//! Time abstraction traits for platform-agnostic timing.
//!
//! The clock never reads a hardware timer itself. Every operation that needs
//! the current time receives an instant, and the dispatcher pulls instants
//! from a [`TimeSource`]. Firmware wraps its own tick counter (SysTick,
//! `embassy_time::Instant`, a wrapping `u32` millisecond counter) in these
//! traits.

/// Trait for abstracting time sources.
pub trait TimeSource<I: TimeInstant> {
    /// Returns the current time instant.
    fn now(&self) -> I;
}

/// Trait abstraction for duration types.
pub trait TimeDuration: Copy + PartialEq {
    /// Zero duration constant.
    const ZERO: Self;

    /// Converts duration to milliseconds.
    fn as_millis(&self) -> u64;

    /// Creates duration from milliseconds.
    fn from_millis(millis: u64) -> Self;
}

/// Trait abstraction for instant types.
pub trait TimeInstant: Copy {
    /// Duration type for this instant.
    type Duration: TimeDuration;

    /// Returns the forward distance from `earlier` to `self`.
    ///
    /// Callers pass an `earlier` read from the same monotonic source less
    /// than one counter period before `self`. A wrapping tick counter meets
    /// this with wrapping subtraction, as long as it is polled at least once
    /// per wrap. Must not panic; an unbounded counter saturates at
    /// [`TimeDuration::ZERO`] for an out-of-order pair.
    fn duration_since(&self, earlier: Self) -> Self::Duration;
}

/// Milliseconds elapsed from `earlier` to `now`.
#[inline]
pub(crate) fn millis_since<I: TimeInstant>(now: I, earlier: I) -> u64 {
    now.duration_since(earlier).as_millis()
}

#[cfg(test)]
mod tests {
    use super::*;

    #[derive(Debug, Clone, Copy, PartialEq)]
    struct Millis(u64);

    impl TimeDuration for Millis {
        const ZERO: Self = Millis(0);

        fn as_millis(&self) -> u64 {
            self.0
        }

        fn from_millis(millis: u64) -> Self {
            Millis(millis)
        }
    }

    // 32-bit wrapping tick counter, like a SysTick millisecond count
    #[derive(Debug, Clone, Copy)]
    struct Tick(u32);

    impl TimeInstant for Tick {
        type Duration = Millis;

        fn duration_since(&self, earlier: Self) -> Self::Duration {
            Millis(self.0.wrapping_sub(earlier.0) as u64)
        }
    }

    #[test]
    fn millis_since_handles_counter_wraparound() {
        let before = Tick(u32::MAX - 9);
        let after = Tick(20);
        assert_eq!(millis_since(after, before), 30);
    }

    // 64-bit counter that never wraps in practice
    #[derive(Debug, Clone, Copy)]
    struct Uptime(u64);

    impl TimeInstant for Uptime {
        type Duration = Millis;

        fn duration_since(&self, earlier: Self) -> Self::Duration {
            Millis(self.0.saturating_sub(earlier.0))
        }
    }

    #[test]
    fn unbounded_counter_saturates_out_of_order_pair() {
        assert_eq!(millis_since(Uptime(1_000), Uptime(4_000)), 0);
        assert_eq!(millis_since(Uptime(4_000), Uptime(1_000)), 3_000);
    }

    #[test]
    fn millis_since_same_instant_is_zero() {
        assert_eq!(millis_since(Tick(500), Tick(500)), 0);
    }
}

▶ [Activity] Return every line of the material in which the word "wraps" is found.

▶ [Solution]
//! from a [`TimeSource`]. Firmware wraps its own tick counter (SysTick,
    // 64-bit counter that never wraps in practice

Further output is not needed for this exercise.